Pope Francis decries deaths of children in global conflicts

By Joshua McElwee

VATICAN CITY (Reuters) – Pope Francis on Monday decried the deaths of children in global conflicts, telling a Vatican summit that “nothing is worth the life of a child”.

Francis, who has been critical of both Israel’s military campaign in Gaza and the ongoing violence of the Russia-Ukraine war, did not specify a conflict in his remarks.

“What we have tragically seen almost every day in recent times, namely children dying beneath bombs … is unacceptable,” said the pontiff. “To kill children is to deny the future.”

The Vatican, shaken in recent decades by child sexual abuse scandals in countries across the world, invited a range of global leaders on Monday for a one-day conference to discuss children’s rights.
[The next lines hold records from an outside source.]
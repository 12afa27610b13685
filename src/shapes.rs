//! Collision shapes: spheres and (oriented / z-aligned) cuboids
//!
//! Shapes are generic over their data type `D`. `Sphere<f32>` and
//! `Cuboid<f32>` are the scalar form used while building and sorting an
//! environment; `Sphere<L>` / `Cuboid<L>` for a [`FloatLanes`] type `L` hold
//! every parameter broadcast across all lanes and are what the distance
//! primitives consume.
//!
//! Fields are crate-private so the cached squared radius of a sphere can never
//! drift from its radius.

use crate::lanes::FloatLanes;
use glam::{Quat, Vec3};

/// Tolerance used to decide whether a cuboid's third axis is world +Z
pub const Z_ALIGNED_TOLERANCE: f32 = 1e-6;

// ============================================================================
// Sphere
// ============================================================================

/// Sphere given by center and radius, with cached squared radius.
#[derive(Clone, Copy, Debug, PartialEq)]
pub struct Sphere<D = f32> {
    pub(crate) x: D,
    pub(crate) y: D,
    pub(crate) z: D,
    pub(crate) r: D,
    pub(crate) rsq: D,
}

impl<D: FloatLanes> Sphere<D> {
    /// Build a sphere from per-lane center components and radius
    #[inline(always)]
    pub fn from_lanes(x: D, y: D, z: D, r: D) -> Self {
        Sphere { x, y, z, r, rsq: r * r }
    }

    /// Center components `(x, y, z)`
    #[inline(always)]
    pub fn center(&self) -> (D, D, D) {
        (self.x, self.y, self.z)
    }

    /// Radius
    #[inline(always)]
    pub fn radius(&self) -> D {
        self.r
    }

    /// Squared radius (always `radius * radius`)
    #[inline(always)]
    pub fn radius_squared(&self) -> D {
        self.rsq
    }
}

impl Sphere<f32> {
    /// Create a scalar sphere
    pub fn new(center: Vec3, radius: f32) -> Self {
        Sphere::from_lanes(center.x, center.y, center.z, radius)
    }

    /// Center as a `Vec3`
    pub fn center_vec3(&self) -> Vec3 {
        Vec3::new(self.x, self.y, self.z)
    }

    /// Lower bound on the distance from the world origin to the sphere
    pub fn min_distance(&self) -> f32 {
        self.center_vec3().length() - self.r
    }

    /// Broadcast every parameter across all lanes of `L`
    pub fn broadcast<L: FloatLanes>(&self) -> Sphere<L> {
        Sphere {
            x: L::splat(self.x),
            y: L::splat(self.y),
            z: L::splat(self.z),
            r: L::splat(self.r),
            rsq: L::splat(self.rsq),
        }
    }
}

// ============================================================================
// Cuboid
// ============================================================================

/// Box with center, three orthonormal axes and a half-extent along each.
///
/// Orthonormality of the axes is a precondition and is not checked.
#[derive(Clone, Copy, Debug, PartialEq)]
pub struct Cuboid<D = f32> {
    pub(crate) center: [D; 3],
    pub(crate) axes: [[D; 3]; 3],
    pub(crate) half_extents: [D; 3],
}

impl<D: FloatLanes> Cuboid<D> {
    /// Center components
    #[inline(always)]
    pub fn center(&self) -> [D; 3] {
        self.center
    }

    /// Unit axes (`axes[i]` is axis `i + 1`)
    #[inline(always)]
    pub fn axes(&self) -> [[D; 3]; 3] {
        self.axes
    }

    /// Half-extent along each axis
    #[inline(always)]
    pub fn half_extents(&self) -> [D; 3] {
        self.half_extents
    }
}

impl Cuboid<f32> {
    /// Create an oriented box from explicit axes
    pub fn from_axes(center: Vec3, axes: [Vec3; 3], half_extents: Vec3) -> Self {
        Cuboid {
            center: center.to_array(),
            axes: [axes[0].to_array(), axes[1].to_array(), axes[2].to_array()],
            half_extents: half_extents.to_array(),
        }
    }

    /// Create an oriented box whose local frame is `rotation`
    pub fn new(center: Vec3, rotation: Quat, half_extents: Vec3) -> Self {
        Self::from_axes(
            center,
            [rotation * Vec3::X, rotation * Vec3::Y, rotation * Vec3::Z],
            half_extents,
        )
    }

    /// Create a box aligned with the world axes
    pub fn axis_aligned(center: Vec3, half_extents: Vec3) -> Self {
        Self::from_axes(center, [Vec3::X, Vec3::Y, Vec3::Z], half_extents)
    }

    /// Create a box rotated only about world Z (third axis stays +Z)
    pub fn z_aligned(center: Vec3, yaw: f32, half_extents: Vec3) -> Self {
        let (s, c) = yaw.sin_cos();
        Self::from_axes(
            center,
            [Vec3::new(c, s, 0.0), Vec3::new(-s, c, 0.0), Vec3::Z],
            half_extents,
        )
    }

    /// Center as a `Vec3`
    pub fn center_vec3(&self) -> Vec3 {
        Vec3::from_array(self.center)
    }

    /// Half-extents as a `Vec3`
    pub fn half_extents_vec3(&self) -> Vec3 {
        Vec3::from_array(self.half_extents)
    }

    /// True if the third axis equals world +Z within `tolerance`
    pub fn is_z_aligned(&self, tolerance: f32) -> bool {
        Vec3::from_array(self.axes[2]).abs_diff_eq(Vec3::Z, tolerance)
    }

    /// Lower bound on the distance from the world origin to the box
    /// (center distance minus bounding-sphere radius)
    pub fn min_distance(&self) -> f32 {
        self.center_vec3().length() - self.half_extents_vec3().length()
    }

    /// Broadcast every parameter across all lanes of `L`
    pub fn broadcast<L: FloatLanes>(&self) -> Cuboid<L> {
        let splat3 = |v: [f32; 3]| [L::splat(v[0]), L::splat(v[1]), L::splat(v[2])];
        Cuboid {
            center: splat3(self.center),
            axes: [splat3(self.axes[0]), splat3(self.axes[1]), splat3(self.axes[2])],
            half_extents: splat3(self.half_extents),
        }
    }
}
Queen Rania of Jordan, Italian Foreign Minister Antonio Tajani, and former Indonesian president Megawati Sukarnoputri were among the speakers.
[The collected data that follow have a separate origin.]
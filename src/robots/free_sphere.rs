//! Free-floating sphere: the configuration is the sphere's center.
//!
//! With this model the joint-space gradient of the field is exactly the
//! spatial gradient of the obstacle distance, which makes it the reference
//! model for checking the estimator against closed forms.

use crate::configuration::ConfigurationBlock;
use crate::lanes::FloatLanes;
use crate::robot::RobotModel;
use crate::shapes::Sphere;

/// Single sphere of fixed radius translating freely in 3-D
#[derive(Debug, Clone, Copy)]
pub struct FreeSphere {
    radius: f32,
}

impl FreeSphere {
    /// Create a free sphere with the given radius
    pub fn new(radius: f32) -> Self {
        FreeSphere { radius }
    }

    /// Body radius
    pub fn radius(&self) -> f32 {
        self.radius
    }
}

impl RobotModel<3> for FreeSphere {
    fn name(&self) -> &str {
        "free_sphere"
    }

    fn forward_kinematics<L: FloatLanes>(&self, q: &ConfigurationBlock<L, 3>) -> Vec<Sphere<L>> {
        vec![Sphere::from_lanes(q[0], q[1], q[2], L::splat(self.radius))]
    }
}

#[cfg(test)]
mod tests {
    use super::*;
    use crate::environment::Environment;
    use glam::Vec3;
    use wide::f32x8;

    #[test]
    fn test_sdf_is_sphere_distance() {
        let mut env = Environment::new();
        env.push_sphere(Sphere::new(Vec3::ZERO, 1.0));
        let env: Environment<f32x8> = env.broadcast();

        let robot = FreeSphere::new(0.25);
        let q = ConfigurationBlock::<f32x8, 3>::from_configurations(&[[2.0, 0.0, 0.0], [0.0, 0.5, 0.0]]);
        let d = robot.sdf(&env, &q);
        assert!((d.lane(0) - 0.75).abs() < 1e-6);
        assert!((d.lane(1) + 0.75).abs() < 1e-6);

        let hits = robot.in_collision(&env, &q);
        assert!(!hits[0]);
        assert!(hits[1]);
    }
}
//! Configuration repair
//!
//! | Item | Role |
//! |------|------|
//! | [`compute_gradient`] | Centered-difference joint-space gradient |
//! | [`project_to_valid`] | Noisy broadcast + gradient pushes out of collision |
//! | [`project_batch_parallel`] | Many starts across threads (rayon) |
//! | [`first_valid_lane`] | Pick a clear result from a repaired block |

mod gradient;
mod parallel;
mod project;

pub use gradient::{compute_gradient, Gradient, DEFAULT_GRADIENT_STEP};
pub use parallel::{project_batch, project_batch_parallel};
pub use project::{
    first_valid_lane, project_to_valid, project_to_valid_with, JointLimits, RepairConfig, StatePolicy, Unbounded,
};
Francis ramped up his criticism of Israel’s military campaign in Gaza in recent months, before the January ceasefire agreement. A few weeks ago, he called the humanitarian situation in the Palestinian enclave “very serious and shameful”.

In Monday’s speech, he also decried the number of children displaced by global conflicts, which the United Nations estimates at some 38 million.

“We are here today to say that we do not want this to become the new normal,” said the pope. “We refuse to get used to it.”

Francis, who has been sharply critical of U.S. President Donald Trump’s clampdown on immigration, also mentioned undocumented children at the U.S.-Mexico border.

He said they were the “first victims of that exodus of despair and hope made by the thousands of people coming from the South towards the United States of America”.